What is needed: Transcribe the listing word for word. Begin at its first line and end with the line containing "pub struct Orchestrator".

Records for the exercise:
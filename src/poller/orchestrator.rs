//! 编排器门面：入口路由与关闭钩子只依赖这里的 start / active_count / drain_all

use std::sync::Arc;

use crate::agent::StatusProbe;
use crate::core::{Clock, OrchestratorError};
use crate::notify::{NotificationDispatcher, NotifyTarget};
use crate::store::SessionStore;

use super::{PollRegistry, PollSettings};

/// 编排器
#[derive(Clone)]
pub struct Orchestrator {
    registry: PollRegistry,
}

impl Orchestrator {
    pub fn new(
        store: Arc<dyn SessionStore>,
        probe: Arc<dyn StatusProbe>,
        dispatcher: NotificationDispatcher,
        clock: Arc<dyn Clock>,
        settings: PollSettings,
    ) -> Self {
        Self {
            registry: PollRegistry::new(store, probe, dispatcher, clock, settings),
        }
    }

    /// 开始跟踪一个已入库的会话。重复调用是无害的空操作。
    pub async fn start(
        &self,
        session_id: &str,
        external_handle: &str,
        notify_target: Option<NotifyTarget>,
    ) -> Result<(), OrchestratorError> {
        if session_id.trim().is_empty() {
            return Err(OrchestratorError::InvalidInput("session id is empty".to_string()));
        }
        if external_handle.trim().is_empty() {
            return Err(OrchestratorError::InvalidInput(
                "external handle is empty".to_string(),
            ));
        }
        self.registry
            .start(session_id, external_handle, notify_target)
            .await;
        Ok(())
    }

    pub async fn active_count(&self) -> usize {
        self.registry.active_count().await
    }

    /// 终止所有在途轮询并写 failed；返回后不会再有定时任务触发
    pub async fn drain_all(&self) -> usize {
        self.registry.drain_all().await
    }
}
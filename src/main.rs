//! Build & Learn 后端
//!
//! 入口：加载配置、打开会话存储、连接 OpenCode，启动 HTTP 服务；
//! 收到 Ctrl+C / SIGTERM 后先停止接收请求，再清空在途轮询，最后关闭存储。

use std::path::PathBuf;
use std::sync::Arc;

use anyhow::Context;
use buildlearn::agent::{AgentService, AgentStatusProbe, OpencodeClient};
use buildlearn::config::load_config;
use buildlearn::core::{ShutdownCoordinator, ShutdownManager, SystemClock};
use buildlearn::notify::{NotificationChannel, NotificationDispatcher, TelegramChannel};
use buildlearn::poller::{Orchestrator, PollSettings};
use buildlearn::server::{create_router, AppState};
use buildlearn::store::{SessionStore, SqliteSessionStore};

#[tokio::main]
async fn main() -> anyhow::Result<()> {
    buildlearn::observability::init();

    // 可选：第一个参数为额外配置文件
    let config_path = std::env::args().nth(1).map(PathBuf::from);
    let cfg = load_config(config_path).context("Failed to load config")?;

    let clock = Arc::new(SystemClock);
    let store: Arc<dyn SessionStore> = Arc::new(
        SqliteSessionStore::open(&cfg.database.path)
            .with_context(|| format!("Failed to open database {}", cfg.database.path.display()))?,
    );
    let agent: Arc<dyn AgentService> = Arc::new(
        OpencodeClient::new(&cfg.opencode.url, cfg.opencode.request_timeout_secs)
            .context("Failed to build OpenCode client")?,
    );

    let channel: Option<Arc<dyn NotificationChannel>> = match cfg.telegram.resolve_token() {
        Some(token) => Some(Arc::new(
            TelegramChannel::new(&cfg.telegram.api_base, &token)
                .context("Failed to build Telegram channel")?,
        )),
        None => {
            tracing::warn!("Telegram bot token not configured, notifications disabled");
            None
        }
    };

    let orchestrator = Orchestrator::new(
        store.clone(),
        Arc::new(AgentStatusProbe::new(agent.clone())),
        NotificationDispatcher::new(channel),
        clock.clone(),
        PollSettings::from(&cfg.poller),
    );

    if !agent.health().await {
        tracing::warn!(url = %cfg.opencode.url, "OpenCode is not reachable yet");
    }

    let state = Arc::new(AppState {
        orchestrator: orchestrator.clone(),
        store: store.clone(),
        agent,
        opencode_url: cfg.opencode.url.clone(),
        intake: cfg.intake.clone(),
        clock,
    });
    let app = create_router(state);

    let shutdown = Arc::new(ShutdownManager::new());
    let mut reasons = shutdown.subscribe();
    shutdown.install_signal_handlers();

    let listener = tokio::net::TcpListener::bind(&cfg.server.bind)
        .await
        .with_context(|| format!("Failed to bind {}", cfg.server.bind))?;
    tracing::info!(
        bind = %cfg.server.bind,
        opencode = %cfg.opencode.url,
        "Build & Learn backend listening"
    );

    let token = shutdown.token();
    axum::serve(listener, app)
        .with_graceful_shutdown(async move { token.cancelled().await })
        .await
        .context("HTTP server error")?;

    match reasons.try_recv() {
        Ok(reason) => tracing::info!(?reason, "Shutting down"),
        Err(_) => tracing::warn!("HTTP server stopped without a shutdown signal"),
    }

    ShutdownCoordinator::for_service(orchestrator, store)
        .run_cleanup()
        .await;

    tracing::info!("Goodbye");
    Ok(())
}
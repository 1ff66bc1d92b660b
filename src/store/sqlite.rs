//! SQLite 会话存储（rusqlite，单连接 + 互斥锁）
//!
//! 表结构沿用历史库 `research/history.db`：sessions 表按 id 主键，status / created_at 建索引。
//! 时间以 RFC 3339（毫秒、Z 结尾）文本存储，字典序即时间序。

use std::path::{Path, PathBuf};
use std::sync::{Arc, Mutex};

use async_trait::async_trait;
use chrono::{DateTime, SecondsFormat, Utc};
use rusqlite::{params, Connection, OptionalExtension, Row};

use super::{NewSession, Session, SessionStatus, SessionStore};
use crate::core::{Clock, StoreError, SystemClock};

const SELECT_COLUMNS: &str = "id, request_id, opencode_session_id, status, title, report_path, \
                              telegram_chat_id, created_at, completed_at";

/// SQLite 会话存储
pub struct SqliteSessionStore {
    conn: Mutex<Option<Connection>>,
    path: PathBuf,
    clock: Arc<dyn Clock>,
}

impl SqliteSessionStore {
    /// 打开（或创建）数据库文件；父目录不存在时自动创建
    pub fn open(path: impl AsRef<Path>) -> Result<Self, StoreError> {
        Self::open_with_clock(path, Arc::new(SystemClock))
    }

    pub fn open_with_clock(path: impl AsRef<Path>, clock: Arc<dyn Clock>) -> Result<Self, StoreError> {
        let path = path.as_ref().to_path_buf();
        if let Some(parent) = path.parent() {
            if !parent.as_os_str().is_empty() {
                std::fs::create_dir_all(parent)?;
            }
        }
        let conn = Connection::open(&path)?;
        init_schema(&conn)?;
        tracing::info!("Opened session database at {}", path.display());
        Ok(Self {
            conn: Mutex::new(Some(conn)),
            path,
            clock,
        })
    }

    fn with_conn<T>(
        &self,
        f: impl FnOnce(&Connection) -> Result<T, StoreError>,
    ) -> Result<T, StoreError> {
        let guard = self.conn.lock().unwrap_or_else(|e| e.into_inner());
        match guard.as_ref() {
            Some(conn) => f(conn),
            None => Err(StoreError::Closed),
        }
    }
}

fn init_schema(conn: &Connection) -> Result<(), StoreError> {
    conn.execute_batch(
        "CREATE TABLE IF NOT EXISTS sessions (
            id TEXT PRIMARY KEY,
            request_id TEXT NOT NULL,
            opencode_session_id TEXT NOT NULL,
            status TEXT NOT NULL DEFAULT 'pending',
            title TEXT NOT NULL,
            report_path TEXT,
            telegram_chat_id INTEGER,
            created_at TEXT NOT NULL,
            completed_at TEXT
        );
        CREATE INDEX IF NOT EXISTS idx_sessions_status ON sessions(status);
        CREATE INDEX IF NOT EXISTS idx_sessions_created ON sessions(created_at DESC);",
    )?;
    Ok(())
}

fn format_ts(ts: DateTime<Utc>) -> String {
    ts.to_rfc3339_opts(SecondsFormat::Millis, true)
}

fn parse_ts(raw: &str) -> Result<DateTime<Utc>, StoreError> {
    DateTime::parse_from_rfc3339(raw)
        .map(|t| t.with_timezone(&Utc))
        .map_err(|e| StoreError::Corrupt(format!("bad timestamp '{}': {}", raw, e)))
}

fn session_from_row(row: &Row<'_>) -> Result<Session, StoreError> {
    let status: String = row.get("status")?;
    let created_at: String = row.get("created_at")?;
    let completed_at: Option<String> = row.get("completed_at")?;
    Ok(Session {
        id: row.get("id")?,
        request_id: row.get("request_id")?,
        external_handle: row.get("opencode_session_id")?,
        status: status.parse()?,
        title: row.get("title")?,
        artifact_path: row.get("report_path")?,
        notify_target: row.get("telegram_chat_id")?,
        created_at: parse_ts(&created_at)?,
        completed_at: completed_at.as_deref().map(parse_ts).transpose()?,
    })
}

fn query_one(conn: &Connection, sql: &str, key: &str) -> Result<Option<Session>, StoreError> {
    let mut stmt = conn.prepare(sql)?;
    let mut rows = stmt.query(params![key])?;
    let session = match rows.next()? {
        Some(row) => Some(session_from_row(row)?),
        None => None,
    };
    Ok(session)
}

#[async_trait]
impl SessionStore for SqliteSessionStore {
    async fn insert(&self, new: NewSession) -> Result<Session, StoreError> {
        let created_at = self.clock.now();
        self.with_conn(|conn| {
            let exists: Option<String> = conn
                .query_row("SELECT id FROM sessions WHERE id = ?1", params![new.id], |r| r.get(0))
                .optional()?;
            if exists.is_some() {
                return Err(StoreError::Duplicate(new.id.clone()));
            }
            conn.execute(
                "INSERT INTO sessions (id, request_id, opencode_session_id, status, title, telegram_chat_id, created_at)
                 VALUES (?1, ?2, ?3, 'processing', ?4, ?5, ?6)",
                params![
                    new.id,
                    new.request_id,
                    new.external_handle,
                    new.title,
                    new.notify_target,
                    format_ts(created_at),
                ],
            )?;
            Ok(())
        })?;

        Ok(Session {
            id: new.id,
            request_id: new.request_id,
            external_handle: new.external_handle,
            status: SessionStatus::Processing,
            title: new.title,
            artifact_path: None,
            notify_target: new.notify_target,
            created_at,
            completed_at: None,
        })
    }

    async fn update_status(
        &self,
        id: &str,
        status: SessionStatus,
        artifact_path: Option<&str>,
    ) -> Result<bool, StoreError> {
        let artifact = if status == SessionStatus::Completed {
            artifact_path
        } else {
            None
        };
        let completed_at = status.is_terminal().then(|| format_ts(self.clock.now()));
        self.with_conn(|conn| {
            let changed = conn.execute(
                "UPDATE sessions
                 SET status = ?1,
                     report_path = COALESCE(?2, report_path),
                     completed_at = COALESCE(?3, completed_at)
                 WHERE id = ?4 AND status NOT IN ('completed', 'failed')",
                params![status.as_str(), artifact, completed_at, id],
            )?;
            Ok(changed > 0)
        })
    }

    async fn get(&self, id: &str) -> Result<Option<Session>, StoreError> {
        let sql = format!("SELECT {} FROM sessions WHERE id = ?1", SELECT_COLUMNS);
        self.with_conn(|conn| query_one(conn, &sql, id))
    }

    async fn list(&self, limit: usize) -> Result<Vec<Session>, StoreError> {
        let sql = format!(
            "SELECT {} FROM sessions ORDER BY created_at DESC LIMIT ?1",
            SELECT_COLUMNS
        );
        self.with_conn(|conn| {
            let mut stmt = conn.prepare(&sql)?;
            let mut rows = stmt.query(params![limit as i64])?;
            let mut sessions = Vec::new();
            while let Some(row) = rows.next()? {
                sessions.push(session_from_row(row)?);
            }
            Ok(sessions)
        })
    }

    async fn get_by_external_handle(&self, handle: &str) -> Result<Option<Session>, StoreError> {
        let sql = format!(
            "SELECT {} FROM sessions WHERE opencode_session_id = ?1",
            SELECT_COLUMNS
        );
        self.with_conn(|conn| query_one(conn, &sql, handle))
    }

    async fn close(&self) -> Result<(), StoreError> {
        let conn = self.conn.lock().unwrap_or_else(|e| e.into_inner()).take();
        if let Some(conn) = conn {
            conn.close().map_err(|(_, e)| StoreError::Sqlite(e))?;
            tracing::info!("Closed session database {}", self.path.display());
        }
        Ok(())
    }
}
use anyhow::{Context, Result};
use clap::Parser;
use std::path::PathBuf;
use std::time::Duration;

use feedscout::{find_feed_url, generate_feed_urls, SearchError, SearchOptions};

/// Find the most likely feed URL for a webpage.
#[derive(Parser)]
#[command(name = "feedscout", version, about)]
struct Args {
    /// URL of the webpage to search from
    url: String,

    /// How many times to follow same-host links from the page (0 = this page only)
    #[arg(long, default_value_t = 0)]
    spider: u32,

    /// Give up after this many seconds
    #[arg(long, value_name = "SECS")]
    max_time: Option<f64>,

    /// Maximum candidate links to check as feeds
    #[arg(long, value_name = "N")]
    max_links: Option<usize>,

    /// Find all feeds under the provided URL, not just the most likely one
    #[arg(long)]
    all: bool,

    /// Read the page's HTML from a file to save the first web fetch
    #[arg(long, value_name = "PATH")]
    html_file: Option<PathBuf>,
}

#[tokio::main]
async fn main() -> Result<()> {
    tracing_subscriber::fmt()
        .with_env_filter(tracing_subscriber::EnvFilter::from_default_env())
        .with_writer(std::io::stderr)
        .init();

    let args = Args::parse();

    let html = match &args.html_file {
        Some(path) => Some(std::fs::read_to_string(path).with_context(|| {
            format!("Failed to read HTML file '{}'", path.display())
        })?),
        None => None,
    };

    let options = SearchOptions {
        spider: args.spider,
        max_time: args.max_time.map(Duration::from_secs_f64),
        max_links: args.max_links,
        html,
        ..SearchOptions::default()
    };

    let client = reqwest::Client::new();
    let mut found = Vec::new();

    if args.all {
        let mut stream = generate_feed_urls(&client, &args.url, &options);
        while let Some(item) = stream.next().await {
            match item {
                Ok(feed) => found.push(feed),
                Err(e) => {
                    // Deadline hit mid-search: report it, keep partial results
                    eprintln!("{e}");
                    break;
                }
            }
        }
    } else {
        match find_feed_url(&client, &args.url, &options).await {
            Ok(feed) => found.push(feed),
            Err(SearchError::NoFeedFound) => {}
            Err(e) => return Err(e.into()),
        }
    }

    if found.is_empty() {
        eprintln!("No feed found");
        std::process::exit(1);
    }

    for feed in found {
        println!("{}", feed.url);
    }
    Ok(())
}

Answer to this task:
filename src/poller/orchestrator.rs
//! 编排器门面：入口路由与关闭钩子只依赖这里的 start / active_count / drain_all

use std::sync::Arc;

use crate::agent::StatusProbe;
use crate::core::{Clock, OrchestratorError};
use crate::notify::{NotificationDispatcher, NotifyTarget};
use crate::store::SessionStore;

use super::{PollRegistry, PollSettings};

/// 编排器
#[derive(Clone)]
pub struct Orchestrator {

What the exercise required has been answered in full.